From Projection from Product Topology is Open:General Result, $p_i$ is open.
Thus, by definition, we have that $p_i$ is a homeomorphism.
Consider the projection:
- $\pr_i: \struct {X, \tau} \to \struct {X_i, \tau_i}$
and the restriction:
- $\pr_i {\restriction_{Y_i} }: \struct {Y_i, \upsilon_i} \to \struct {X_i, \tau_i}$
Lemma 2
- $\pr_i {\restriction_{Y_i} } = p_i$
$\Box$
Thus $\pr_i {\restriction_{Y_i} }: Y_i \to X_i$ is a homeomorphism.
$\blacksquare$
Proof 2
Let $z \in X$.
Let $i \in I$.
Let $Y_i = \set {x \in X: \forall j \in I \setminus \set i: x_j = z_j}$.
Let $\upsilon_i$ be the subspace topology of $Y_i$ relative to $\tau$.
Let $p_i = \pr_i {\restriction_{Y_i}}$.
Note that by definitions of a restriction and a projection then:
- $\forall y \in Y_i: \map {p_i} y = y_i$
$p_i$ is an injection
Let $x, y \in Y_i$.
Then for all $j \in I \setminus \set i$:
- $x_j = z_j = y_j$
Let $\map {p_i} x = \map {p_i} y$.
Then:
- $x_i = y_i$
Thus:
- $x = y$
It follows that $p_i$ is an injection by definition.
$\Box$
$p_i$ is a surjection
Let $x \in X_i$.
Let $y \in Y_i$ be defined by:
- $\forall j \in I: y_j = \begin{cases} z_j & j \ne i \\ x & j = i \end{cases}$
Then:
- $\map {p_i} y = y_i = x$
It follows that $p_i$ is a surjection by definition.
$\Box$
$p_i$ is a continuous mapping
Let $V \in \tau_i$.
Let $\ds U = \prod_{i \mathop \in I} U_i$ where:
- $U_j = \begin{cases} X_j & j \ne i \\ V & j = i \end{cases}$
From Natural Basis of Product Topology, $U$ is an element of the the natural basis.

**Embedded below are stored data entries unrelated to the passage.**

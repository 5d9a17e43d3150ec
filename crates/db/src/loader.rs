//! The UPSERT loader contract and its two store adapters.
//!
//! Both adapters accept a batch of transformed rows and merge them into
//! their store such that:
//!
//! - at most one row exists per `(playlist_id, track_id)` afterwards;
//! - an existing row is fully replaced per column, an incoming null
//!   overwriting a stored value;
//! - the batch applies atomically -- a mid-batch failure leaves the
//!   store in its pre-batch state;
//! - applying the same batch twice leaves the store content-identical
//!   to applying it once (`loaded_at` bookkeeping aside).
//!
//! Concurrent loads against the same key range are serialized by the
//! store's uniqueness constraint, not by anything here: each adapter
//! issues its merge inside a single transaction and lets row-level
//! locking do the rest. Retries after a failed batch are therefore
//! always safe.

use async_trait::async_trait;
use pulse_core::record::PlaylistTrackRow;
use pulse_core::types::DbId;
use sqlx::PgPool;

use crate::repositories::{UserTrackRepo, WarehouseTrackRepo};

/// Outcome of a successful load.
#[derive(Debug, Clone, Copy, Default, PartialEq, Eq)]
pub struct LoadSummary {
    /// Rows written (inserted or replaced).
    pub rows_written: u64,
}

/// A store that can absorb a batch of playlist track rows.
///
/// Selected by caller context: the warehouse adapter for scheduled
/// batch loads, the per-playlist adapter for interactive analyses. Both
/// satisfy the same merge guarantees and the same property suite.
#[async_trait]
pub trait TrackLoader: Send + Sync {
    async fn load(
        &self,
        pool: &PgPool,
        rows: &[PlaylistTrackRow],
    ) -> Result<LoadSummary, sqlx::Error>;
}

/// Set-based realization: staged temp table plus one server-side merge
/// statement. Preferred for warehouse-scale batches.
pub struct WarehouseLoader;

#[async_trait]
impl TrackLoader for WarehouseLoader {
    async fn load(
        &self,
        pool: &PgPool,
        rows: &[PlaylistTrackRow],
    ) -> Result<LoadSummary, sqlx::Error> {
        let rows_written = WarehouseTrackRepo::merge_batch(pool, rows).await?;
        Ok(LoadSummary { rows_written })
    }
}

/// Per-row realization: lookup-by-key then update-or-insert under a
/// per-batch transaction. Preferred for small interactive loads.
pub struct UserPlaylistLoader {
    /// The owning `playlists.id`; carries the user scoping.
    pub playlist_ref: DbId,
}

#[async_trait]
impl TrackLoader for UserPlaylistLoader {
    async fn load(
        &self,
        pool: &PgPool,
        rows: &[PlaylistTrackRow],
    ) -> Result<LoadSummary, sqlx::Error> {
        let rows_written = UserTrackRepo::merge_batch(pool, self.playlist_ref, rows).await?;
        Ok(LoadSummary { rows_written })
    }
}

By definition of the product topology $\tau$ on the product space $\struct {X, \tau}$ the natural basis is a basis for the product topology.
It follows that:
- $U$ is open in $\struct {X, \tau}$
Let $x \in Y_i$.
Now:
| \(\ds x\) | \(\in\) | \(\ds \map {p_i^\gets} V\) | ||||||||||||
| \(\ds \leadstoandfrom \ \ \) | \(\ds \map {p_i} x\) | \(\in\) | \(\ds V\) | Definition of Inverse Image Mapping of Mapping: $p_i^\gets$ | ||||||||||
| \(\ds \leadstoandfrom \ \ \) | \(\ds \map {\pr_i} x\) | \(\in\) | \(\ds V\) | Definition of Restriction of Mapping $p_i$ | ||||||||||
| \(\ds \leadstoandfrom \ \ \) | \(\ds x\) | \(\in\) | \(\ds U\) | Definition of $U$ | ||||||||||
| \(\ds \leadstoandfrom \ \ \) | \(\ds x\) | \(\in\) | \(\ds U \cap Y_i\) | as $x \in Y_i$ |
By set equality:
- $\map {p_i^\gets} V = U \cap Y_i$
By definition of the subspace topology on $Y_i$:
- $\map {p_i^\gets} V \in \upsilon_i$
It follows that $p_i$ is continuous by definition.
$\Box$
$p_i$ is an open mapping
Let $U \in \upsilon_i$.
Let $x \in \map {p_i^\to} U$.
Then by definition of the direct image mapping:
- $\exists y \in U : x = \map {p_i} y$
By the definition of the subspace topology:
- $\exists U' \in \tau: U = U' \cap Y_i$
For all $k \in I$ let $\pr_k$ denote the projection from $X$ to $X_k$.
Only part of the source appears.